Look for the word "enum" in the material below, then report each line where it occurs.
(Exercise inputs)
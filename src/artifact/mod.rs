//! Generated artifacts: deterministic storage paths, the blob storage seam,
//! the upload/registration choke point and source document lookup.

pub mod manager;
pub mod path;
pub mod sources;
pub mod storage;

use std::collections::BTreeMap;

use chrono::{DateTime, Utc};
use serde::{Deserialize, Serialize};
use uuid::Uuid;

use crate::session::Stage;

pub use manager::{FileManager, MAX_UPLOAD_ATTEMPTS, UploadContext};
pub use path::{FileType, PathContext, StoragePath, construct_storage_path, deconstruct_storage_path};
pub use sources::{SourceDocument, SourceScope, SourceSelection, find_source_documents, select_sources};
pub use storage::{ArtifactStorage, FsStorage, MemoryStorage, StorageError};

#[derive(Debug, Clone, Copy, PartialEq, Eq, Hash, Serialize, Deserialize)]
#[serde(rename_all = "snake_case")]
pub enum ResourceType {
    ModelContributionRaw,
    HeaderContext,
    AssembledJson,
    RenderedDocument,
}

impl ResourceType {
    pub fn file_type(&self) -> FileType {
        match self {
            ResourceType::ModelContributionRaw => FileType::ModelContributionRaw,
            ResourceType::HeaderContext => FileType::HeaderContext,
            ResourceType::AssembledJson => FileType::AssembledDocumentJson,
            ResourceType::RenderedDocument => FileType::RenderedDocument,
        }
    }
}

/// Lineage links carried by every resource.
#[derive(Debug, Clone, Default, PartialEq, Eq, Serialize, Deserialize)]
pub struct DocumentRelationships {
    /// Stage slug to the id of the contribution that owns this resource in that stage.
    #[serde(default)]
    pub stages: BTreeMap<String, Uuid>,
    #[serde(default, skip_serializing_if = "Option::is_none")]
    pub source_group: Option<Uuid>,
}

#[derive(Debug, Clone, Copy, Default, PartialEq, Eq, Serialize, Deserialize)]
pub struct ContributionMetrics {
    pub input_tokens: u32,
    pub output_tokens: u32,
    pub processing_time_ms: u64,
}

/// A registered artifact.
#[derive(Debug, Clone, PartialEq, Serialize, Deserialize)]
pub struct ResourceRecord {
    pub id: Uuid,
    pub project_id: Uuid,
    pub session_id: Uuid,
    pub job_id: Uuid,
    pub stage_slug: Stage,
    pub iteration_number: u32,
    pub storage_bucket: String,
    /// Directory part of the object key.
    pub storage_path: String,
    pub file_name: String,
    pub resource_type: ResourceType,
    pub document_key: String,
    pub model_id: String,
    pub document_relationships: DocumentRelationships,
    /// Chunk index within a continued contribution.
    pub turn_index: u32,
    /// First chunk of the contribution this chunk continues.
    pub target_contribution_id: Option<Uuid>,
    pub mime_type: String,
    pub size_bytes: u64,
    pub metrics: Option<ContributionMetrics>,
    pub created_at: DateTime<Utc>,
}

impl ResourceRecord {
    /// Full object key inside the bucket.
    pub fn object_key(&self) -> String {
        format!("{}/{}", self.storage_path, self.file_name)
    }

    pub fn source_group(&self) -> Option<Uuid> {
        self.document_relationships.source_group
    }

    /// Id of the first chunk of this contribution.
    pub fn contribution_root(&self) -> Uuid {
        self.target_contribution_id.unwrap_or(self.id)
    }
}
use chrono::{DateTime, Utc};
use serde::{Deserialize, Serialize};
use uuid::Uuid;

use super::payload::JobPayload;
use super::state::JobStatus;
use crate::session::Stage;

/// Distinguishes between logic failures and infrastructure failures.
/// Only system failures are retried.
#[derive(Debug, Clone, PartialEq, Eq, Serialize, Deserialize)]
pub enum FailureKind {
    /// Request or configuration problem (missing wallet, bad payload, missing inputs).
    Business(String),
    /// Infrastructure failed (model timeout, rate limit, storage error).
    System(String),
}

impl FailureKind {
    pub fn is_retryable(&self) -> bool {
        matches!(self, FailureKind::System(_))
    }

    pub fn message(&self) -> &str {
        match self {
            FailureKind::Business(msg) | FailureKind::System(msg) => msg,
        }
    }
}

impl std::fmt::Display for FailureKind {
    fn fmt(&self, f: &mut std::fmt::Formatter<'_>) -> std::fmt::Result {
        match self {
            FailureKind::Business(msg) => write!(f, "Business failure: {msg}"),
            FailureKind::System(msg) => write!(f, "System failure: {msg}"),
        }
    }
}

#[derive(Debug, Clone, Copy, PartialEq, Eq, Hash, Serialize, Deserialize)]
#[serde(rename_all = "SCREAMING_SNAKE_CASE")]
pub enum JobType {
    Plan,
    Execute,
    Render,
}

impl std::fmt::Display for JobType {
    fn fmt(&self, f: &mut std::fmt::Formatter<'_>) -> std::fmt::Result {
        match self {
            JobType::Plan => write!(f, "PLAN"),
            JobType::Execute => write!(f, "EXECUTE"),
            JobType::Render => write!(f, "RENDER"),
        }
    }
}

/// Configuration for retry behavior.
#[derive(Debug, Clone, Serialize, Deserialize)]
pub struct RetryConfig {
    /// Default attempt budget for new root jobs.
    pub max_retries: u32,
    /// Base delay in milliseconds for exponential backoff.
    pub base_delay_ms: u64,
}

impl Default for RetryConfig {
    fn default() -> Self {
        Self {
            max_retries: 3,
            base_delay_ms: 1000,
        }
    }
}

impl RetryConfig {
    /// Calculate the delay for a given retry attempt using exponential backoff.
    /// delay = base_delay_ms * 2^(attempt - 1)
    pub fn delay_for_attempt(&self, attempt: u32) -> u64 {
        self.base_delay_ms
            .saturating_mul(2u64.saturating_pow(attempt.saturating_sub(1)))
    }
}

/// Failure recorded on the job row by the last failed attempt.
#[derive(Debug, Clone, PartialEq, Eq, Serialize, Deserialize)]
pub struct ErrorDetails {
    pub code: String,
    pub message: String,
    pub retryable: bool,
    pub attempt: u32,
    pub at: DateTime<Utc>,
}

/// A single row in the job store.
#[derive(Debug, Clone, Serialize, Deserialize)]
pub struct Job {
    pub id: Uuid,
    pub session_id: Uuid,
    pub parent_job_id: Option<Uuid>,
    /// Equals `id` for root jobs.
    pub root_job_id: Uuid,
    pub prerequisite_job_id: Option<Uuid>,
    pub job_type: JobType,
    pub stage_slug: Stage,
    pub iteration_number: u32,
    pub status: JobStatus,
    pub payload: JobPayload,
    pub attempt_count: u32,
    pub max_retries: u32,
    pub is_test_job: bool,
    pub error_details: Option<ErrorDetails>,
    pub results: Option<serde_json::Value>,
    pub retry_at: Option<DateTime<Utc>>,
    pub created_at: DateTime<Utc>,
    pub updated_at: DateTime<Utc>,
    pub started_at: Option<DateTime<Utc>>,
    pub completed_at: Option<DateTime<Utc>>,
}

impl Job {
    /// A root job. Roots are the only jobs without a parent.
    pub fn root(
        session_id: Uuid,
        stage_slug: Stage,
        iteration_number: u32,
        payload: JobPayload,
        max_retries: u32,
        is_test_job: bool,
    ) -> Self {
        let now = Utc::now();
        let id = Uuid::new_v4();
        Self {
            id,
            session_id,
            parent_job_id: None,
            root_job_id: id,
            prerequisite_job_id: None,
            job_type: payload.job_type(),
            stage_slug,
            iteration_number,
            status: JobStatus::Pending,
            payload,
            attempt_count: 0,
            max_retries,
            is_test_job,
            error_details: None,
            results: None,
            retry_at: None,
            created_at: now,
            updated_at: now,
            started_at: None,
            completed_at: None,
        }
    }

    /// A child of `parent`, inheriting its session, stage, root and retry budget.
    pub fn child(parent: &Job, payload: JobPayload) -> Self {
        let mut job = Self::root(
            parent.session_id,
            parent.stage_slug,
            parent.iteration_number,
            payload,
            parent.max_retries,
            parent.is_test_job,
        );
        job.parent_job_id = Some(parent.id);
        job.root_job_id = parent.root_job_id;
        job
    }

    /// Park this job until `prerequisite` reaches a terminal status.
    pub fn waiting_on(mut self, prerequisite: Uuid) -> Self {
        self.prerequisite_job_id = Some(prerequisite);
        self.status = JobStatus::WaitingForPrerequisite;
        self
    }

    pub fn is_root(&self) -> bool {
        self.parent_job_id.is_none()
    }

    pub fn is_root_plan(&self) -> bool {
        self.is_root() && self.job_type == JobType::Plan
    }
}

/// Compact view of a job for status reads.
#[derive(Debug, Clone, Serialize, Deserialize)]
pub struct JobSummary {
    pub job_id: Uuid,
    pub parent_job_id: Option<Uuid>,
    pub job_type: JobType,
    pub stage_slug: Stage,
    pub status: JobStatus,
    pub step_slug: Option<String>,
    pub model_id: String,
    pub attempt_count: u32,
    pub max_retries: u32,
    pub error: Option<ErrorDetails>,
    pub started_at: Option<DateTime<Utc>>,
    pub completed_at: Option<DateTime<Utc>>,
    pub duration_ms: Option<i64>,
}

impl JobSummary {
    pub fn from_job(job: &Job) -> Self {
        let duration_ms = match (job.started_at, job.completed_at) {
            (Some(start), Some(end)) => Some((end - start).num_milliseconds()),
            _ => None,
        };

        Self {
            job_id: job.id,
            parent_job_id: job.parent_job_id,
            job_type: job.job_type,
            stage_slug: job.stage_slug,
            status: job.status,
            step_slug: job.payload.step_slug().map(str::to_string),
            model_id: job.payload.pass().model_id.clone(),
            attempt_count: job.attempt_count,
            max_retries: job.max_retries,
            error: job.error_details.clone(),
            started_at: job.started_at,
            completed_at: job.completed_at,
            duration_ms,
        }
    }
}
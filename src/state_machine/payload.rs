use serde::{Deserialize, Serialize};
use uuid::Uuid;

use super::job::JobType;

/// Per-model context shared by every job in one planning pass.
#[derive(Debug, Clone, PartialEq, Eq, Serialize, Deserialize)]
pub struct PassContext {
    pub project_id: Uuid,
    pub model_id: String,
    pub wallet_id: String,
    pub auth_token: String,
    pub continue_until_complete: bool,
    /// Lineage shared by every artifact this pass produces.
    pub source_group: Uuid,
}

#[derive(Debug, Clone, PartialEq, Eq, Serialize, Deserialize)]
pub struct PlanPayload {
    pub pass: PassContext,
    pub user_id: String,
}

/// Continuation bookkeeping for a truncated EXECUTE job.
#[derive(Debug, Clone, Copy, PartialEq, Eq, Serialize, Deserialize)]
pub struct Continuation {
    /// Number of continuations requested so far; also the next chunk's turn index.
    pub count: u32,
    /// Resource id of the first chunk.
    pub root_contribution_id: Uuid,
}

#[derive(Debug, Clone, PartialEq, Eq, Serialize, Deserialize)]
pub struct ExecutePayload {
    pub pass: PassContext,
    pub step_slug: String,
    pub document_key: String,
    #[serde(default)]
    pub source_anchor_model_slug: Option<String>,
    #[serde(default)]
    pub continuation: Option<Continuation>,
}

#[derive(Debug, Clone, PartialEq, Eq, Serialize, Deserialize)]
pub struct RenderPayload {
    pub pass: PassContext,
    pub step_slug: String,
    pub document_key: String,
    pub root_contribution_id: Uuid,
    #[serde(default)]
    pub source_anchor_model_slug: Option<String>,
}

/// Job payload, tagged by job type.
#[derive(Debug, Clone, PartialEq, Eq, Serialize, Deserialize)]
#[serde(tag = "job_type", rename_all = "SCREAMING_SNAKE_CASE")]
pub enum JobPayload {
    Plan(PlanPayload),
    Execute(ExecutePayload),
    Render(RenderPayload),
}

impl JobPayload {
    pub fn job_type(&self) -> JobType {
        match self {
            JobPayload::Plan(_) => JobType::Plan,
            JobPayload::Execute(_) => JobType::Execute,
            JobPayload::Render(_) => JobType::Render,
        }
    }

    pub fn pass(&self) -> &PassContext {
        match self {
            JobPayload::Plan(p) => &p.pass,
            JobPayload::Execute(p) => &p.pass,
            JobPayload::Render(p) => &p.pass,
        }
    }

    pub fn step_slug(&self) -> Option<&str> {
        match self {
            JobPayload::Plan(_) => None,
            JobPayload::Execute(p) => Some(&p.step_slug),
            JobPayload::Render(p) => Some(&p.step_slug),
        }
    }

    /// Check the payload against the job row it was loaded from.
    pub fn validate(&self, expected: JobType) -> Result<(), String> {
        if self.job_type() != expected {
            return Err(format!(
                "payload is tagged {} but the job is {expected}",
                self.job_type()
            ));
        }
        if self.pass().model_id.trim().is_empty() {
            return Err("payload has no model_id".into());
        }
        match self {
            JobPayload::Plan(p) if p.user_id.trim().is_empty() => {
                Err("plan payload has no user_id".into())
            }
            JobPayload::Execute(p) if p.step_slug.is_empty() || p.document_key.is_empty() => {
                Err("execute payload needs step_slug and document_key".into())
            }
            JobPayload::Render(p) if p.step_slug.is_empty() || p.document_key.is_empty() => {
                Err("render payload needs step_slug and document_key".into())
            }
            _ => Ok(()),
        }
    }
}
//! 弹窗消息类型

/// 弹窗相关消息
///
/// 同一条消息在不同弹窗里由 update 层按上下文解释：
/// 例如 `Confirm` 在编辑表单中是保存，在确认删除弹窗中
/// 按当前按钮焦点决定确认或取消。
#[derive(Debug, Clone)]
pub enum ModalMessage {
    /// 关闭弹窗
    Close,

    /// 下一个输入字段 / 下一个配置项
    NextField,

    /// 上一个输入字段 / 上一个配置项
    PrevField,

    /// 在确认删除弹窗中切换按钮焦点
    ToggleDeleteFocus,

    /// 确认/提交
    Confirm,

    /// 输入字符
    Input(char),

    /// 删除字符（Backspace）
    Backspace,

    /// 命令查看器向上滚动
    ScrollUp,

    /// 命令查看器向下滚动
    ScrollDown,

    /// 保存结构化配置
    Save,
}
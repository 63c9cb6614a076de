//! The `{code, message, data}` response envelope.
//!
//! Every endpoint of the fleet-management API wraps its payload in the
//! same envelope. `code == 0` signals success; any other value is an
//! application-level failure whose `message` must reach the operator.
//! Each endpoint decodes `data` into its own typed payload; a success
//! envelope missing the payload fails closed as a decode error.

use serde::Deserialize;
use serde::de::DeserializeOwned;

use crate::error::{ApiError, Result};

/// Universal response envelope of the fleet-management API.
#[derive(Debug, Clone, Deserialize)]
pub struct Envelope<T> {
    /// Application status code; `0` means success.
    pub code: i64,
    /// Server-supplied message, normally empty on success.
    #[serde(default)]
    pub message: String,
    /// Endpoint-specific payload; absent on mutation acknowledgements.
    #[serde(default)]
    pub data: Option<T>,
}

impl<T> Envelope<T> {
    /// Unwrap a data-carrying envelope.
    ///
    /// # Arguments
    /// * `fallback` - message used when the server rejects without one
    ///
    /// # Returns
    /// * `Ok(data)` - `code == 0` and the payload is present
    /// * `Err(ApiError::Application)` - non-zero code
    /// * `Err(ApiError::Decode)` - `code == 0` but `data` is missing
    pub fn into_data(self, fallback: &str) -> Result<T> {
        self.check_code(fallback)?;
        self.data.ok_or_else(|| ApiError::Decode {
            detail: "missing data in success response".to_string(),
        })
    }

    /// Unwrap an acknowledgement envelope, ignoring any payload.
    pub fn into_ack(self, fallback: &str) -> Result<()> {
        self.check_code(fallback)
    }

    fn check_code(&self, fallback: &str) -> Result<()> {
        if self.code == 0 {
            return Ok(());
        }
        Err(ApiError::Application {
            code: self.code,
            message: if self.message.is_empty() {
                fallback.to_string()
            } else {
                self.message.clone()
            },
        })
    }
}

/// Decode a raw response body into a typed envelope.
///
/// Shape mismatch (non-JSON body, wrong payload type) fails closed as
/// [`ApiError::Decode`]; the body is never partially interpreted.
pub fn decode<T>(body: &str) -> Result<Envelope<T>>
where
    T: DeserializeOwned + Default,
{
    serde_json::from_str(body).map_err(|e| {
        log::error!("envelope decode failed: {e}");
        ApiError::Decode {
            detail: e.to_string(),
        }
    })
}

#[cfg(test)]
mod tests {
    use super::*;
    use crate::types::BotPage;

    #[test]
    fn success_with_data() {
        let env: Envelope<BotPage> = decode(
            r#"{"code":0,"message":"","data":{"list":[{"id":1,"address":"10.0.0.1:9000","status":"online","create_time":1,"update_time":1}],"total":1}}"#,
        )
        .unwrap();
        let page = env.into_data("Failed to fetch bots").unwrap();
        assert_eq!(page.total, 1);
        assert_eq!(page.list[0].address, "10.0.0.1:9000");
    }

    #[test]
    fn failure_surfaces_server_message() {
        let env: Envelope<BotPage> = decode(r#"{"code":5,"message":"duplicate address"}"#).unwrap();
        let err = env.into_data("Failed to fetch bots").unwrap_err();
        assert_eq!(err.to_string(), "duplicate address");
        assert!(err.is_expected());
    }

    #[test]
    fn failure_with_empty_message_uses_fallback() {
        let env: Envelope<String> = decode(r#"{"code":2}"#).unwrap();
        let err = env.into_data("Failed to fetch command config").unwrap_err();
        assert_eq!(err.to_string(), "Failed to fetch command config");
    }

    #[test]
    fn success_without_data_fails_closed() {
        let env: Envelope<String> = decode(r#"{"code":0,"message":""}"#).unwrap();
        let err = env.into_data("fallback").unwrap_err();
        assert!(matches!(err, ApiError::Decode { .. }), "got: {err:?}");
    }

    #[test]
    fn ack_ignores_missing_data() {
        let env: Envelope<serde_json::Value> = decode(r#"{"code":0,"message":"ok"}"#).unwrap();
        assert!(env.into_ack("Failed to save bot").is_ok());
    }

    #[test]
    fn non_json_body_is_decode_error() {
        let result: Result<Envelope<String>> = decode("<html>bad gateway</html>");
        assert!(matches!(result, Err(ApiError::Decode { .. })));
    }

    #[test]
    fn shape_mismatch_is_decode_error() {
        // data is a string here, but the endpoint expects a page object
        let result: Result<Envelope<BotPage>> = decode(r#"{"code":0,"data":"oops"}"#);
        assert!(matches!(result, Err(ApiError::Decode { .. })));
    }
}
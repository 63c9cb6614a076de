//! UI 状态模块

mod config_form;
mod modal_ui;
mod search;

pub use config_form::{ConfigFormPhase, ConfigFormState};
pub use modal_ui::{ModalUi, EDITOR_FIELDS};
pub use search::SearchState;
//!
//! src/update/mod.rs
//! Update 层：状态更新逻辑
//!
//! Update 层负责处理 Message，更新 Model 状态，
//! 是唯一可以修改 Model 的地方。
//!
//! 有模块结构：
//!     src/update/mod.rs
//!         mod search;             // 搜索框子消息处理
//!         mod content;            // 表格面板子消息处理
//!         mod modal;              // 弹窗子消息处理
//!
//! 网络请求在这里通过 `app.runtime.block_on(...)` 执行：
//! 每个用户操作最多发起一个请求，并等待其响应后才做
//! 与之绑定的状态迁移（变更成功后的列表刷新也因此总是
//! 发生在变更响应之后）。
//!
//! Update 完成后，控制权返回主循环（app.rs）。
//! 下一轮循环时，View 层会读取更新后的 Model 来重新渲染。

mod content;
mod modal;
mod search;

use crate::message::AppMessage;
use crate::model::App;

/// 处理应用消息，更新状态
pub fn update(app: &mut App, msg: AppMessage) {
    match msg {
        AppMessage::Quit => {
            app.should_quit = true;
        }

        AppMessage::ToggleFocus => {
            // 如果有弹窗打开，不切换焦点
            if !app.modal_open() {
                app.focus = app.focus.toggle();
            }
        }

        AppMessage::Search(search_msg) => {
            search::update(app, search_msg);
        }

        AppMessage::Content(content_msg) => {
            content::update(app, content_msg);
        }

        AppMessage::Modal(modal_msg) => {
            modal::update(app, modal_msg);
        }

        AppMessage::Refresh => {
            app.runtime.block_on(app.console.refresh());
        }

        AppMessage::DismissNotice => {
            app.console.dismiss_notice();
        }

        AppMessage::Noop => {}
    }
}
//! 搜索框组件

use ratatui::{
    layout::{Position, Rect},
    style::Style,
    widgets::{Block, Borders, Paragraph},
    Frame,
};
use unicode_width::UnicodeWidthStr;

use crate::model::App;
use crate::view::theme::colors;

/// 渲染搜索框
pub fn render(app: &App, frame: &mut Frame, area: Rect) {
    let c = colors();

    let is_focused = app.focus.is_search() && !app.modal_open();
    let border_style = if is_focused {
        Style::default().fg(c.border_focused)
    } else {
        Style::default().fg(c.border)
    };

    let block = Block::default()
        .title(" Search (address) ")
        .borders(Borders::ALL)
        .border_style(border_style);
    let inner = block.inner(area);
    frame.render_widget(block, area);

    let paragraph = Paragraph::new(app.search.input.as_str()).style(Style::default().fg(c.fg));
    frame.render_widget(paragraph, inner);

    // 聚焦时显示输入光标（宽字符按显示宽度计算）
    if is_focused {
        let cursor_x = inner.x + u16::try_from(app.search.input.width()).unwrap_or(u16::MAX);
        frame.set_cursor_position(Position::new(cursor_x.min(inner.right()), inner.y));
    }
}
(End Exercise inputs)
*Answer for this exercise*
pub enum ResourceType {
pub enum FailureKind {
pub enum JobType {
pub enum JobPayload {
pub enum ModalMessage {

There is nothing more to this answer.